--- INFORMATION PROVIDED ---
// SPDX-FileCopyrightText: 2026 Peerwarden Contributors
// SPDX-License-Identifier: MIT OR Apache-2.0

//! Configuration loader using Figment for layered config merging.
//!
//! Supports the XDG hierarchy: `./peerwarden.toml` >
//! `~/.config/peerwarden/peerwarden.toml` > `/etc/peerwarden/peerwarden.toml`
//! with environment variable overrides via the `PEERWARDEN_` prefix.

#![allow(clippy::result_large_err)] // figment::Error is external and cannot be boxed without wrapper

use std::path::Path;

use figment::{
    Figment,
    providers::{Env, Format, Serialized, Toml},
};

use crate::model::PeerwardenConfig;

pub(crate) const LOCAL_FILE: &str = "peerwarden.toml";
pub(crate) const SYSTEM_FILE: &str = "/etc/peerwarden/peerwarden.toml";
pub(crate) const USER_FILE: &str = "peerwarden/peerwarden.toml";

/// Load configuration from the standard XDG hierarchy with env var overrides.
///
/// Merge order (later overrides earlier):
/// 1. Compiled defaults
/// 2. `/etc/peerwarden/peerwarden.toml` (system-wide)
/// 3. `~/.config/peerwarden/peerwarden.toml` (user XDG config)
/// 4. `./peerwarden.toml` (local directory)
/// 5. `PEERWARDEN_*` environment variables
pub fn load_config() -> Result<PeerwardenConfig, figment::Error> {
    build_figment().extract()
}

/// Load configuration from a TOML string only (no XDG lookup, no env).
pub fn load_config_from_str(toml_content: &str) -> Result<PeerwardenConfig, figment::Error> {
    Figment::new()
        .merge(Serialized::defaults(PeerwardenConfig::default()))
        .merge(Toml::string(toml_content))
        .extract()
}

/// Load configuration from a specific file path with env var overrides.
pub fn load_config_from_path(path: &Path) -> Result<PeerwardenConfig, figment::Error> {
    Figment::new()
        .merge(Serialized::defaults(PeerwardenConfig::default()))
        .merge(Toml::file(path))
        .merge(env_provider())
        .extract()
}

/// The Figment used for config loading, before extraction.
pub fn build_figment() -> Figment {
    Figment::new()
        .merge(Serialized::defaults(PeerwardenConfig::default()))
        .merge(Toml::file(SYSTEM_FILE))
        .merge(Toml::file(
            dirs::config_dir()
                .map(|d| d.join(USER_FILE))
                .unwrap_or_default(),
        ))
        .merge(Toml::file(LOCAL_FILE))
        .merge(env_provider())
}

/// Environment provider with an explicit section mapping.
///
/// Uses `Env::map()` rather than `Env::split("_")` because key names contain
/// underscores: `PEERWARDEN_WATCHDOG_CHECK_INTERVAL_MINUTES` must map to
/// `watchdog.check_interval_minutes`.
pub(crate) fn env_provider() -> Env {
    Env::prefixed("PEERWARDEN_").map(|key| {
        let key_str = key.as_str();
        let mapped = ["bot", "storage", "provisioning", "watchdog", "limits", "reload"]
            .iter()
            .find_map(|section| {
                key_str
                    .strip_prefix(section)
                    .and_then(|rest| rest.strip_prefix('_'))
                    .map(|field| format!("{section}.{field}"))
            })
            .unwrap_or_else(|| key_str.to_string());
        mapped.into()
    })
}
// SPDX-FileCopyrightText: 2026 Peerwarden Contributors
// SPDX-License-Identifier: MIT OR Apache-2.0

//! Embedded database migrations using refinery.
//!
//! SQL files under `migrations/` are compiled into the binary with
//! `embed_migrations!` and applied whenever a database is opened.

use peerwarden_core::PeerwardenError;

mod embedded {
    use refinery::embed_migrations;
    embed_migrations!("migrations");
}

/// Apply every pending migration. Refinery records applied versions in
/// `refinery_schema_history`.
pub fn run_migrations(conn: &mut rusqlite::Connection) -> Result<usize, PeerwardenError> {
    let report = embedded::migrations::runner()
        .run(conn)
        .map_err(PeerwardenError::storage)?;
    Ok(report.applied_migrations().len())
}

--- WORK TASK ---
Set the material down exactly as written, starting at its first line. The line containing "pub(crate) const USER_FILE: &str" is the last one to include.

--- RESULT FOR THIS EXERCISE ---
// SPDX-FileCopyrightText: 2026 Peerwarden Contributors
// SPDX-License-Identifier: MIT OR Apache-2.0

//! Configuration loader using Figment for layered config merging.
//!
//! Supports the XDG hierarchy: `./peerwarden.toml` >
//! `~/.config/peerwarden/peerwarden.toml` > `/etc/peerwarden/peerwarden.toml`
//! with environment variable overrides via the `PEERWARDEN_` prefix.

#![allow(clippy::result_large_err)] // figment::Error is external and cannot be boxed without wrapper

use std::path::Path;

use figment::{
    Figment,
    providers::{Env, Format, Serialized, Toml},
};

use crate::model::PeerwardenConfig;

pub(crate) const LOCAL_FILE: &str = "peerwarden.toml";
pub(crate) const SYSTEM_FILE: &str = "/etc/peerwarden/peerwarden.toml";
pub(crate) const USER_FILE: &str = "peerwarden/peerwarden.toml";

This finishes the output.